*** Records to use ***

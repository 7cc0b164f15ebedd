use thiserror::Error;

/// Errors that can occur while materializing a package.
#[derive(Debug, Error)]
pub enum PackageError {
    /// The artifact key does not exist in the package store.
    #[error("Artifact not found: {key}")]
    ArtifactNotFound { key: String },

    /// The blob key escapes the store root or is otherwise malformed.
    #[error("Invalid artifact key: {key}")]
    InvalidKey { key: String },

    /// The archive could not be unpacked.
    #[error("Archive error: {0}")]
    Archive(String),

    /// No manifest.json was found in the extracted package.
    #[error("No manifest found in package")]
    ManifestMissing,

    /// The manifest was found but could not be parsed.
    #[error("Invalid manifest: {0}")]
    ManifestInvalid(String),

    /// The dependency restore step failed.
    #[error("Dependency restore failed: {0}")]
    RestoreFailed(String),

    /// Dependencies are declared but no restore command is configured.
    #[error("No restore command configured; cannot resolve dependencies")]
    RestoreUnavailable,

    #[error("I/O error: {0}")]
    Io(#[from] std::io::Error),
}

pub type Result<T> = std::result::Result<T, PackageError>;
use figment::{
    providers::{Env, Format, Toml},
    Figment,
};
use serde::{Deserialize, Serialize};

/// Top-level config (conductor.toml + CONDUCTOR_* env overrides).
#[derive(Debug, Clone, Serialize, Deserialize, Default)]
pub struct ConductorConfig {
    #[serde(default)]
    pub database: DatabaseConfig,
    #[serde(default)]
    pub scheduler: SchedulerConfig,
    #[serde(default)]
    pub agent: AgentConfig,
    #[serde(default)]
    pub packages: PackagesConfig,
}

#[derive(Debug, Clone, Serialize, Deserialize)]
pub struct DatabaseConfig {
    #[serde(default = "default_db_path")]
    pub path: String,
}

impl Default for DatabaseConfig {
    fn default() -> Self {
        Self {
            path: default_db_path(),
        }
    }
}

/// Polling-loop tunables for the scheduler role.
#[derive(Debug, Clone, Serialize, Deserialize)]
pub struct SchedulerConfig {
    /// Fixed delay between ticks. Ticks never overlap.
    #[serde(default = "default_poll_interval_secs")]
    pub poll_interval_secs: u64,
    /// Instances still unfinished after this many hours are flagged as errored.
    #[serde(default = "default_stuck_timeout_hours")]
    pub stuck_timeout_hours: i64,
    /// Physical queue used when a job has no resolvable JobQueue reference.
    #[serde(default = "default_queue_name")]
    pub default_queue: String,
    /// Optional environment tag stamped onto every queue message.
    pub environment: Option<String>,
}

impl Default for SchedulerConfig {
    fn default() -> Self {
        Self {
            poll_interval_secs: default_poll_interval_secs(),
            stuck_timeout_hours: default_stuck_timeout_hours(),
            default_queue: default_queue_name(),
            environment: None,
        }
    }
}

/// Worker-agent tunables: lease timing, polling cadence, execution deadline.
#[derive(Debug, Clone, Serialize, Deserialize)]
pub struct AgentConfig {
    #[serde(default = "default_agent_id")]
    pub id: i64,
    /// Physical queue this agent polls. Messages tagged with a different
    /// queue name are re-routed instead of executed.
    #[serde(default = "default_queue_name")]
    pub queue: String,
    /// Optional environment tag forwarded to the execution context.
    pub environment: Option<String>,
    /// Sleep between receive attempts when the queue is empty.
    #[serde(default = "default_receive_poll_secs")]
    pub receive_poll_secs: u64,
    /// Initial lease (visibility timeout) taken on receive.
    #[serde(default = "default_lease_secs")]
    pub lease_secs: u64,
    /// Heartbeat cadence. Must stay strictly below `lease_secs` so a renewal
    /// lands before the prior lease expires even if one tick is missed.
    #[serde(default = "default_heartbeat_secs")]
    pub heartbeat_secs: u64,
    /// Hard deadline for one execution attempt.
    #[serde(default = "default_execution_timeout_secs")]
    pub execution_timeout_secs: u64,
    /// Settings JSON handed verbatim to every entry point.
    #[serde(default = "default_app_settings")]
    pub app_settings_json: String,
}

impl Default for AgentConfig {
    fn default() -> Self {
        Self {
            id: default_agent_id(),
            queue: default_queue_name(),
            environment: None,
            receive_poll_secs: default_receive_poll_secs(),
            lease_secs: default_lease_secs(),
            heartbeat_secs: default_heartbeat_secs(),
            execution_timeout_secs: default_execution_timeout_secs(),
            app_settings_json: default_app_settings(),
        }
    }
}

/// Package store and dependency-resolution settings.
#[derive(Debug, Clone, Serialize, Deserialize)]
pub struct PackagesConfig {
    /// Root directory of the filesystem blob store.
    #[serde(default = "default_packages_root")]
    pub root: String,
    /// Target platform version used to pick a dependency group.
    #[serde(default = "default_target_platform")]
    pub target_platform: String,
    /// Restore command invoked with the generated requirements descriptor.
    /// When unset, packages declaring dependencies fail resolution.
    pub restore_command: Option<String>,
}

impl Default for PackagesConfig {
    fn default() -> Self {
        Self {
            root: default_packages_root(),
            target_platform: default_target_platform(),
            restore_command: None,
        }
    }
}

impl ConductorConfig {
    /// Load config: explicit path > CONDUCTOR_CONFIG env > ./conductor.toml.
    pub fn load(config_path: Option<&str>) -> crate::error::Result<Self> {
        let path = config_path
            .map(String::from)
            .unwrap_or_else(default_config_path);

        let config: ConductorConfig = Figment::new()
            .merge(Toml::file(&path))
            .merge(Env::prefixed("CONDUCTOR_").split("_"))
            .extract()
            .map_err(|e| crate::error::ConductorError::Config(e.to_string()))?;

        Ok(config)
    }
}

fn default_config_path() -> String {
    std::env::var("CONDUCTOR_CONFIG").unwrap_or_else(|_| "conductor.toml".to_string())
}

fn default_db_path() -> String {
    "conductor.db".to_string()
}

fn default_poll_interval_secs() -> u64 {
    60
}

fn default_stuck_timeout_hours() -> i64 {
    24
}

fn default_queue_name() -> String {
    "jobs".to_string()
}

fn default_agent_id() -> i64 {
    1
}

fn default_receive_poll_secs() -> u64 {
    5
}

fn default_lease_secs() -> u64 {
    300
}

fn default_heartbeat_secs() -> u64 {
    180
}

fn default_execution_timeout_secs() -> u64 {
    300
}

fn default_app_settings() -> String {
    "{}".to_string()
}

fn default_packages_root() -> String {
    "packages".to_string()
}

fn default_target_platform() -> String {
    "py312".to_string()
}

*** End of Records to use ***

Try it: Only lines with the word "AgentConfig" count here; copy every one from the records.

Solution to this task:
    pub agent: AgentConfig,
pub struct AgentConfig {
impl Default for AgentConfig {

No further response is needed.